*Activity*.
Your answer should be each line of the entries that contains the word "join", copied in full.

(Source data)

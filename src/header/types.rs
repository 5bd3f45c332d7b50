//! Type, argument and field parsing
//!
//! Best effort over declaration text such as `const std::map<K, V> &m = {}`.
//! There is no symbol table, so a trailing identifier is taken as the
//! declared name unless it is a builtin type word or follows `::`.

use super::config::ScraperConfig;
use super::decl::{Argument, TypeRef};
use super::scanner::{find_first_of, find_scope_borders, smart_find_first_of, smart_split_by, Delimiter};
use regex::Regex;
use std::sync::OnceLock;

static TRAILING_IDENT: OnceLock<Regex> = OnceLock::new();

/// Trailing identifier of a declarator: `...<sep>name`
fn trailing_ident() -> &'static Regex {
    TRAILING_IDENT.get_or_init(|| {
        Regex::new(r"([A-Za-z_][A-Za-z0-9_]*)\s*$").expect("static pattern compiles")
    })
}

/// Words that can only be part of a type, never a declared name
const BUILTIN_TYPE_WORDS: &[&str] = &[
    "void", "bool", "char", "short", "int", "long", "float", "double", "signed", "unsigned",
    "auto", "wchar_t", "char8_t", "char16_t", "char32_t",
];

fn is_reference_byte(c: char) -> bool {
    c == '*' || c == '&'
}

fn collapse_whitespace(text: &str) -> String {
    text.split_ascii_whitespace().collect::<Vec<_>>().join(" ")
}

/// Parse a type expression
pub fn parse_type(text: &str, config: &ScraperConfig) -> TypeRef {
    let mut rest = text.trim();
    let mut ty = TypeRef::default();

    if rest.ends_with(']') {
        let open = find_first_of(b"[", rest, 0);
        ty.dimensions = Some(rest[open..].to_string());
        rest = rest[..open].trim_end();
    }

    // Leading modifiers: `const`, `static`, `[[nodiscard]]`, ...
    loop {
        let word_end = rest.find(|c: char| c.is_ascii_whitespace()).unwrap_or(rest.len());
        let word = &rest[..word_end];
        if word_end == rest.len() || !config.is_modifier(word) {
            break;
        }
        ty.modifiers.push(word.to_string());
        rest = rest[word_end..].trim_start();
    }

    // Trailing modifiers: `int const`, `char *const`
    loop {
        let word_start = rest
            .rfind(|c: char| c.is_ascii_whitespace() || is_reference_byte(c))
            .map_or(0, |i| i + 1);
        let word = &rest[word_start..];
        if word_start == 0 || !config.is_modifier(word) {
            break;
        }
        ty.modifiers.push(word.to_string());
        rest = rest[..word_start].trim_end();
    }

    let base_len = rest
        .trim_end_matches(|c: char| is_reference_byte(c) || c.is_ascii_whitespace())
        .len();
    if base_len < rest.len() {
        let reference: String = rest[base_len..].chars().filter(|c| is_reference_byte(*c)).collect();
        ty.reference = Some(reference);
        rest = &rest[..base_len];
    }

    if rest.ends_with('>') {
        let lt = smart_find_first_of(b"<", rest, 0);
        if let Ok(span) = find_scope_borders(rest, lt, Delimiter::Angle) {
            if span.end() == rest.len() {
                ty.template_args = smart_split_by(span.inner(rest), b',')
                    .into_iter()
                    .map(|arg| parse_type(arg, config))
                    .collect();
                rest = &rest[..lt];
            }
        }
    }

    ty.name = collapse_whitespace(rest);
    ty
}

/// Drop a bit-field width (`flags : 3`)
fn strip_bitfield(decl: &str) -> &str {
    let bytes = decl.as_bytes();
    let Some(colon) = decl.rfind(':') else {
        return decl;
    };
    let single = (colon == 0 || bytes[colon - 1] != b':') && bytes.get(colon + 1) != Some(&b':');
    let width = decl[colon + 1..].trim();
    if single && !width.is_empty() && width.bytes().all(|b| b.is_ascii_alphanumeric() || b == b'_') {
        decl[..colon].trim_end()
    } else {
        decl
    }
}

/// Split a declarator into (type text, name), name possibly empty
fn split_declarator(decl: &str) -> (&str, &str) {
    // Function pointer: `void (*callback)(int)`
    if let Some(star) = decl.find("(*") {
        let close = find_first_of(b")", decl, star);
        if close < decl.len() {
            return (decl, decl[star + 2..close].trim());
        }
    }

    let Some(caps) = trailing_ident().captures(decl) else {
        return (decl, "");
    };
    let Some(ident) = caps.get(1) else {
        return (decl, "");
    };
    let before = decl[..ident.start()].trim_end();
    let unnamed = before.is_empty()
        || before.ends_with("::")
        || BUILTIN_TYPE_WORDS.contains(&ident.as_str())
        || before.ends_with(|c: char| c == '<' || c == ',');

    if unnamed {
        (decl, "")
    } else {
        (before, ident.as_str())
    }
}

/// Parse one parameter or field declarator
///
/// Returns `None` for empty text and for a lone `void` parameter list.
pub fn parse_argument(text: &str, config: &ScraperConfig) -> Option<Argument> {
    let text = text.trim();
    if text.is_empty() || text == "void" {
        return None;
    }

    let eq = smart_find_first_of(b"=", text, 0);
    let (mut decl, mut default) = if eq < text.len() {
        (text[..eq].trim_end(), Some(text[eq + 1..].trim().to_string()))
    } else {
        (text, None)
    };

    // Brace initializer: `int x{5}`
    if default.is_none() && decl.ends_with('}') {
        let brace = smart_find_first_of(b"{", decl, 0);
        if brace < decl.len() {
            default = Some(decl[brace + 1..decl.len() - 1].trim().to_string());
            decl = decl[..brace].trim_end();
        }
    }

    decl = strip_bitfield(decl);

    let mut dimensions = None;
    if decl.ends_with(']') && !decl.contains("(*") {
        let open = find_first_of(b"[", decl, 0);
        dimensions = Some(decl[open..].to_string());
        decl = decl[..open].trim_end();
    }

    let (type_text, name) = split_declarator(decl);
    let mut ty = if type_text.contains("(*") {
        TypeRef::named(collapse_whitespace(type_text))
    } else {
        parse_type(type_text, config)
    };
    if dimensions.is_some() {
        ty.dimensions = dimensions;
    }

    Some(Argument {
        name: name.to_string(),
        ty,
        default,
    })
}

/// Parse a field statement, expanding `int a, *b` into one field each
pub fn parse_fields(statement: &str, config: &ScraperConfig) -> Vec<Argument> {
    let pieces = smart_split_by(statement, b',');
    let Some((first, rest)) = pieces.split_first() else {
        return Vec::new();
    };
    let Some(head) = parse_argument(first, config) else {
        return Vec::new();
    };

    // Base type text shared by the following declarators
    let head_decl = &first[..smart_find_first_of(b"=", first, 0)];
    let base = match head_decl.rfind(head.name.as_str()) {
        Some(pos) if !head.name.is_empty() => head_decl[..pos]
            .trim_end_matches(|c: char| is_reference_byte(c) || c.is_ascii_whitespace()),
        _ => head_decl,
    };

    let mut fields = vec![head];
    for piece in rest {
        if let Some(field) = parse_argument(&format!("{} {}", base, piece), config) {
            fields.push(field);
        }
    }
    fields
}
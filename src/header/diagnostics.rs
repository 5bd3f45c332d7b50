//! Diagnostics sinks
//!
//! Parsers never reach for a global logger. They receive a `&dyn Diagnostics`
//! and report soft conditions (forward declarations, skipped statements, a
//! trailing line comment) through it. Failed files are reported once per
//! file with [`Diagnostics::parsing_failed`].

use super::error::HeaderError;
use std::fs::OpenOptions;
use std::io::Write;
use std::path::{Path, PathBuf};
use std::sync::Mutex;

/// Receiver of scraper diagnostics
///
/// Implementations must be shareable across threads so one sink can serve a
/// parallel batch.
pub trait Diagnostics: Sync {
    /// Informational message
    fn info(&self, message: &str);

    /// Debug-level message
    fn debug(&self, message: &str);

    /// Recoverable oddity in the input
    fn warning(&self, message: &str);

    /// A whole file failed to parse
    fn parsing_failed(&self, path: &Path, error: &HeaderError);
}

/// Forwards to the `log` crate and appends failures to an error log file
#[derive(Debug, Default)]
pub struct LogDiagnostics {
    error_log: Option<PathBuf>,
    write_lock: Mutex<()>,
}

impl LogDiagnostics {
    /// Create a sink without a persistent error log
    pub fn new() -> Self {
        Self::default()
    }

    /// Create a sink that appends failed files to `path`
    pub fn with_error_log(path: impl Into<PathBuf>) -> Self {
        Self {
            error_log: Some(path.into()),
            write_lock: Mutex::new(()),
        }
    }

    /// Location of the persistent error log, if any
    pub fn error_log(&self) -> Option<&Path> {
        self.error_log.as_deref()
    }

    fn append_failure(&self, log_path: &Path, path: &Path, error: &HeaderError) -> std::io::Result<()> {
        // Poisoning only means another writer panicked mid-line; keep appending.
        let _guard = self.write_lock.lock().unwrap_or_else(|e| e.into_inner());
        let mut file = OpenOptions::new().create(true).append(true).open(log_path)?;
        writeln!(file, "Failed to parse {}: {}", path.display(), error)?;
        writeln!(file, "  reproduce with: parse_header on {}", path.display())
    }
}

impl Diagnostics for LogDiagnostics {
    fn info(&self, message: &str) {
        log::info!("{}", message);
    }

    fn debug(&self, message: &str) {
        log::debug!("{}", message);
    }

    fn warning(&self, message: &str) {
        log::warn!("{}", message);
    }

    fn parsing_failed(&self, path: &Path, error: &HeaderError) {
        log::error!("Failed to parse {}: {}", path.display(), error);
        if let Some(log_path) = &self.error_log {
            if let Err(e) = self.append_failure(log_path, path, error) {
                log::error!("Cannot write error log {}: {}", log_path.display(), e);
            }
        }
    }
}

/// Severity of a collected record
#[derive(Debug, Clone, Copy, PartialEq, Eq, Hash)]
pub enum Severity {
    /// [`Diagnostics::info`]
    Info,
    /// [`Diagnostics::debug`]
    Debug,
    /// [`Diagnostics::warning`]
    Warning,
    /// [`Diagnostics::parsing_failed`]
    Failure,
}

/// One collected diagnostic
#[derive(Debug, Clone, PartialEq, Eq)]
pub struct Record {
    /// Severity of the message
    pub severity: Severity,
    /// Message text
    pub message: String,
}

/// Keeps every diagnostic in memory
#[derive(Debug, Default)]
pub struct CollectingDiagnostics {
    records: Mutex<Vec<Record>>,
}

impl CollectingDiagnostics {
    /// Create an empty collector
    pub fn new() -> Self {
        Self::default()
    }

    fn push(&self, severity: Severity, message: String) {
        self.records
            .lock()
            .unwrap_or_else(|e| e.into_inner())
            .push(Record { severity, message });
    }

    /// Snapshot of all records so far
    pub fn records(&self) -> Vec<Record> {
        self.records.lock().unwrap_or_else(|e| e.into_inner()).clone()
    }

    /// Messages of the given severity
    pub fn messages(&self, severity: Severity) -> Vec<String> {
        self.records()
            .into_iter()
            .filter(|r| r.severity == severity)
            .map(|r| r.message)
            .collect()
    }
}

impl Diagnostics for CollectingDiagnostics {
    fn info(&self, message: &str) {
        self.push(Severity::Info, message.to_string());
    }

    fn debug(&self, message: &str) {
        self.push(Severity::Debug, message.to_string());
    }

    fn warning(&self, message: &str) {
        self.push(Severity::Warning, message.to_string());
    }

    fn parsing_failed(&self, path: &Path, error: &HeaderError) {
        self.push(Severity::Failure, format!("{}: {}", path.display(), error));
    }
}

/// Discards everything
#[derive(Debug, Default, Clone, Copy)]
pub struct NullDiagnostics;

impl Diagnostics for NullDiagnostics {
    fn info(&self, _message: &str) {}
    fn debug(&self, _message: &str) {}
    fn warning(&self, _message: &str) {}
    fn parsing_failed(&self, _path: &Path, _error: &HeaderError) {}
}

#[cfg(test)]
mod tests {
    use super::*;

    #[test]
    fn test_collecting_by_severity() {
        let diag = CollectingDiagnostics::new();
        diag.info("started");
        diag.debug("forward declaration");
        diag.warning("comment at end of file");
        diag.parsing_failed(
            Path::new("a.h"),
            &HeaderError::UnterminatedComment { position: 0 },
        );

        assert_eq!(diag.records().len(), 4);
        assert_eq!(diag.messages(Severity::Warning), vec!["comment at end of file"]);
        let failures = diag.messages(Severity::Failure);
        assert_eq!(failures.len(), 1);
        assert!(failures[0].starts_with("a.h: "));
    }

    #[test]
    fn test_log_diagnostics_appends_failures() {
        let log_path = std::env::temp_dir().join(format!(
            "headerscan-diag-{}-{}.log",
            std::process::id(),
            line!()
        ));
        let _ = std::fs::remove_file(&log_path);

        let diag = LogDiagnostics::with_error_log(&log_path);
        let error = HeaderError::MissingKeyword {
            keyword: "class",
            position: 0,
        };
        diag.parsing_failed(Path::new("first.h"), &error);
        diag.parsing_failed(Path::new("second.h"), &error);

        let contents = std::fs::read_to_string(&log_path).unwrap();
        assert!(contents.contains("Failed to parse first.h"));
        assert!(contents.contains("Failed to parse second.h"));
        let _ = std::fs::remove_file(&log_path);
    }
}
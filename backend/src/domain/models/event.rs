use serde::{Deserialize, Serialize};
use thiserror::Error;

use crate::domain::date_utils::parse_iso_date;
use crate::domain::forms::FormSubmission;
use crate::domain::time_slots::{TimeSlot, TimeSlotParseError};

/// Where an event takes place. Each variant carries exactly the fields that
/// make sense for it, so an offline event cannot have a meeting link.
#[derive(Debug, Clone, PartialEq, Serialize, Deserialize)]
#[serde(tag = "channel", rename_all = "lowercase")]
pub enum EventChannel {
    Online {
        platform: String,
        meeting_link: Option<String>,
    },
    Offline {
        location: String,
    },
    Hybrid {
        platform: String,
        meeting_link: Option<String>,
        location: String,
    },
}

impl EventChannel {
    pub fn kind(&self) -> &'static str {
        match self {
            EventChannel::Online { .. } => "online",
            EventChannel::Offline { .. } => "offline",
            EventChannel::Hybrid { .. } => "hybrid",
        }
    }

    pub fn location(&self) -> Option<&str> {
        match self {
            EventChannel::Online { .. } => None,
            EventChannel::Offline { location } | EventChannel::Hybrid { location, .. } => {
                Some(location.as_str())
            }
        }
    }

    pub fn platform(&self) -> Option<&str> {
        match self {
            EventChannel::Offline { .. } => None,
            EventChannel::Online { platform, .. } | EventChannel::Hybrid { platform, .. } => {
                Some(platform.as_str())
            }
        }
    }
}

#[derive(Debug, Clone, PartialEq, Serialize, Deserialize)]
pub struct Event {
    pub id: String,
    pub title: String,
    pub description: Option<String>,
    /// ISO date (YYYY-MM-DD)
    pub date: String,
    /// Slot label (HH:MM)
    pub time: String,
    pub capacity: u32,
    #[serde(flatten)]
    pub channel: EventChannel,
}

#[derive(Debug, Error, PartialEq, Eq)]
pub enum EventValidationError {
    #[error("Missing field: {0}")]
    MissingField(&'static str),
    #[error("Unknown channel: {0}")]
    UnknownChannel(String),
    #[error("Capacity must be a whole number of at least 1")]
    InvalidCapacity,
    #[error("Invalid date '{0}'. Expected YYYY-MM-DD")]
    InvalidDate(String),
    #[error(transparent)]
    InvalidTime(#[from] TimeSlotParseError),
}

impl Event {
    pub fn generate_id() -> String {
        format!("event::{}", uuid::Uuid::new_v4())
    }

    /// Build an event from a submitted event form
    pub fn from_submission(id: String, submission: &FormSubmission) -> Result<Self, EventValidationError> {
        let required = |field: &'static str| {
            submission
                .non_empty(field)
                .map(str::to_string)
                .ok_or(EventValidationError::MissingField(field))
        };

        let channel = match required("channel")?.as_str() {
            "online" => EventChannel::Online {
                platform: required("platform")?,
                meeting_link: submission.non_empty("meeting_link").map(str::to_string),
            },
            "offline" => EventChannel::Offline {
                location: required("location")?,
            },
            "hybrid" => EventChannel::Hybrid {
                platform: required("platform")?,
                meeting_link: submission.non_empty("meeting_link").map(str::to_string),
                location: required("location")?,
            },
            other => return Err(EventValidationError::UnknownChannel(other.to_string())),
        };

        let capacity = required("capacity")?
            .parse::<u32>()
            .ok()
            .filter(|capacity| *capacity >= 1)
            .ok_or(EventValidationError::InvalidCapacity)?;

        let event = Event {
            id,
            title: required("title")?,
            description: submission.non_empty("description").map(str::to_string),
            date: required("date")?,
            time: required("time")?,
            capacity,
            channel,
        };
        event.validate()?;
        Ok(event)
    }

    /// Date and time must place on the calendar grid exactly as stored
    pub fn validate(&self) -> Result<(), EventValidationError> {
        parse_iso_date(&self.date).ok_or_else(|| EventValidationError::InvalidDate(self.date.clone()))?;
        TimeSlot::parse(&self.time)?;
        if self.capacity == 0 {
            return Err(EventValidationError::InvalidCapacity);
        }
        Ok(())
    }
}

*Response area*.
    text.split_ascii_whitespace().collect::<Vec<_>>().join(" ")
        let log_path = std::env::temp_dir().join(format!(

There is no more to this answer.